**Exercise requirements**: Search the records for the string "loaded" and return each line that has it.

[Stored entries]
# # #

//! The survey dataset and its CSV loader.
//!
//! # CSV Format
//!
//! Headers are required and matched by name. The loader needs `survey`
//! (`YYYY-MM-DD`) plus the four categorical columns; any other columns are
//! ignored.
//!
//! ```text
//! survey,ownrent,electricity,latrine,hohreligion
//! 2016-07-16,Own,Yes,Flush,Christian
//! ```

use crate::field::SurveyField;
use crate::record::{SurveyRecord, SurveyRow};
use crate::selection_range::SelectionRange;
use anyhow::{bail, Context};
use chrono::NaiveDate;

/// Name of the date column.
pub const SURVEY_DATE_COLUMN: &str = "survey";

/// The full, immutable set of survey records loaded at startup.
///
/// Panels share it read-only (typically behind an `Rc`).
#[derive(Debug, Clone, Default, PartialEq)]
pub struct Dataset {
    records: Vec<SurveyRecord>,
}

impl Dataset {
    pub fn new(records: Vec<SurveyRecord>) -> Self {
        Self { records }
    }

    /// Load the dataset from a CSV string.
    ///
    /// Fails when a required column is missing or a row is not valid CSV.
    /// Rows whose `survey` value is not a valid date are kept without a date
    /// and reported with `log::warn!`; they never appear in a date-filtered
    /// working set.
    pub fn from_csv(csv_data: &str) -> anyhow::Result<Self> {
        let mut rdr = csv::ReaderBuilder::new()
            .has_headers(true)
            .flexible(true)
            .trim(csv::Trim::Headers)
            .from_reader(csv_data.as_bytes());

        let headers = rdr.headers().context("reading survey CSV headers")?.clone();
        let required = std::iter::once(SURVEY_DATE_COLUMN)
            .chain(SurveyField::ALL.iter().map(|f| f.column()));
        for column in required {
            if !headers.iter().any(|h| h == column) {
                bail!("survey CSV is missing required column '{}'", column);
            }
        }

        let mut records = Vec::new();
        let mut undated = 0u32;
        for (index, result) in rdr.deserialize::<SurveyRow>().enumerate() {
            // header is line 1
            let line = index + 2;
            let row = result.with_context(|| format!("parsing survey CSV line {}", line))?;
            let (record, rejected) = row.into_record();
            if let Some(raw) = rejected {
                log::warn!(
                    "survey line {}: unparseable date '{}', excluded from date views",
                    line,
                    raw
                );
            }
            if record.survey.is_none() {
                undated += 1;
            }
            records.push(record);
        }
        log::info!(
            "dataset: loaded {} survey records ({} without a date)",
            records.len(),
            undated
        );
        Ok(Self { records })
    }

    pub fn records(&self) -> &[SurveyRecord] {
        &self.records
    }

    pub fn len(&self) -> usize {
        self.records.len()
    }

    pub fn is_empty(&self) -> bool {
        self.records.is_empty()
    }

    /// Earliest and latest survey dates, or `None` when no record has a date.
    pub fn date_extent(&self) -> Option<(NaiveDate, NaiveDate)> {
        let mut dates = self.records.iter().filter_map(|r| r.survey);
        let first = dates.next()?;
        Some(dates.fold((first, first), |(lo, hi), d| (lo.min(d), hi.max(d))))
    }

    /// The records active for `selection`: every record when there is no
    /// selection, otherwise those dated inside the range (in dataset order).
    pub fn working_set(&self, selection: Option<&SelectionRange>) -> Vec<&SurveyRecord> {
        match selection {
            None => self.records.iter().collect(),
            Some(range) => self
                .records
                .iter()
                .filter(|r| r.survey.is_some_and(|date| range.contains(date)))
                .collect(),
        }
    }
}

# # #

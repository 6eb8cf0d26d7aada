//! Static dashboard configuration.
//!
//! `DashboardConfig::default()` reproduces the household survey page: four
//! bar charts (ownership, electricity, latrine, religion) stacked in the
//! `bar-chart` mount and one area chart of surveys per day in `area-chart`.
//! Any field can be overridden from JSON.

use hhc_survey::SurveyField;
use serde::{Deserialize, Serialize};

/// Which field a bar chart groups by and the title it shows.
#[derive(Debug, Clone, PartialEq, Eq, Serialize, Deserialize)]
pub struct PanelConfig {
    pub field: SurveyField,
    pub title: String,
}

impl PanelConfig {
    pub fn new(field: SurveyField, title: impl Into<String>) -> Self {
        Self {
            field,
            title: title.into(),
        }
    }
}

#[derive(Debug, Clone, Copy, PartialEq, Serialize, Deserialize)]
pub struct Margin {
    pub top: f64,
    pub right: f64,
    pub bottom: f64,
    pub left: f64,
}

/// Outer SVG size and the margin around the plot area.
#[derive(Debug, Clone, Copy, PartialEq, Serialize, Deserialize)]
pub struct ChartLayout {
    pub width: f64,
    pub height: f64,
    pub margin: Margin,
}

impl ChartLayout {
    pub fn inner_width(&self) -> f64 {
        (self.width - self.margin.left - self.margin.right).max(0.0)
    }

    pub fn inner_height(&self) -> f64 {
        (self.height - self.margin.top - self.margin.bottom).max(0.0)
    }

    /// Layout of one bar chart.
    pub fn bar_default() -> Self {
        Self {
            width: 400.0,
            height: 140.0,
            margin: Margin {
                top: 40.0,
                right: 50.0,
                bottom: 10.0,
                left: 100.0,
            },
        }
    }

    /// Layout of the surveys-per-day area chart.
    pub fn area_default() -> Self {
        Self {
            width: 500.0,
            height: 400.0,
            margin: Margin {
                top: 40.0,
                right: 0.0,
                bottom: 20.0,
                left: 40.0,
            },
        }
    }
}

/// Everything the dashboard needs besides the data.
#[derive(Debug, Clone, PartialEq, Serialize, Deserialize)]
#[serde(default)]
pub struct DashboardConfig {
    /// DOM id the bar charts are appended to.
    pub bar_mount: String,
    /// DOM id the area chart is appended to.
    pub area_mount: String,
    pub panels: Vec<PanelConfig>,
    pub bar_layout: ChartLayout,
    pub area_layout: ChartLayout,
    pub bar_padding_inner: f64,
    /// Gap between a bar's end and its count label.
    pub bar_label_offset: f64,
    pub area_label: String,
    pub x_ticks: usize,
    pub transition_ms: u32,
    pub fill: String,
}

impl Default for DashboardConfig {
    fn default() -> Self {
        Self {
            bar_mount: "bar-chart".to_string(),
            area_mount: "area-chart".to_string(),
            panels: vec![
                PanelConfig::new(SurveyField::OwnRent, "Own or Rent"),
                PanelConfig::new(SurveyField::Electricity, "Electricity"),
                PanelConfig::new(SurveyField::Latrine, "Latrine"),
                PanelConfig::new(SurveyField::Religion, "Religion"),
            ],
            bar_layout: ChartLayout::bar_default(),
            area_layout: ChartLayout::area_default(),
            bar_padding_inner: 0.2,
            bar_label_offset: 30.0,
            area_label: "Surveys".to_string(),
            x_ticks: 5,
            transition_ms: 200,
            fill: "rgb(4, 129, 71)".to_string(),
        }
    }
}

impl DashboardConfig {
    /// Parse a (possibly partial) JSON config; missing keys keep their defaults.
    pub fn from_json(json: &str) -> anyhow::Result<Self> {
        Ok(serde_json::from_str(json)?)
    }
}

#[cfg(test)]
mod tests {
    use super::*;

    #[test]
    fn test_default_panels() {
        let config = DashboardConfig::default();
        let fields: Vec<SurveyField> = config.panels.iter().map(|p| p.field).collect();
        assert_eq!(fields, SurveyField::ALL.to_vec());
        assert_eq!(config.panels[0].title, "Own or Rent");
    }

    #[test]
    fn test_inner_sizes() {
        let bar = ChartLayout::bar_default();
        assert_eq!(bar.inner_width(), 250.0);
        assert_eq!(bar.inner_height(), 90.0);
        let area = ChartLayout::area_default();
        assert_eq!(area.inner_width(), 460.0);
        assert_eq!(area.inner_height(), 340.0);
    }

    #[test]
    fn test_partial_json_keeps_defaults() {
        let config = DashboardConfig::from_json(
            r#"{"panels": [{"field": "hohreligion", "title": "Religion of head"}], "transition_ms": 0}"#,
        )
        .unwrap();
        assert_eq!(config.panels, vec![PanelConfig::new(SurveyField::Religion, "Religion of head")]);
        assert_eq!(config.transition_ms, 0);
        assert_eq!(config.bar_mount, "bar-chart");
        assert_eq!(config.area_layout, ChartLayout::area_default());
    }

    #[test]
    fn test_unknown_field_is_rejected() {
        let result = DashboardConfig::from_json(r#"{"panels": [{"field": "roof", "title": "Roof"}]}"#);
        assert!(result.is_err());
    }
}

# # #

**Exercise solution**:
/// The full, immutable set of survey records loaded at startup.
            "dataset: loaded {} survey records ({} without a date)",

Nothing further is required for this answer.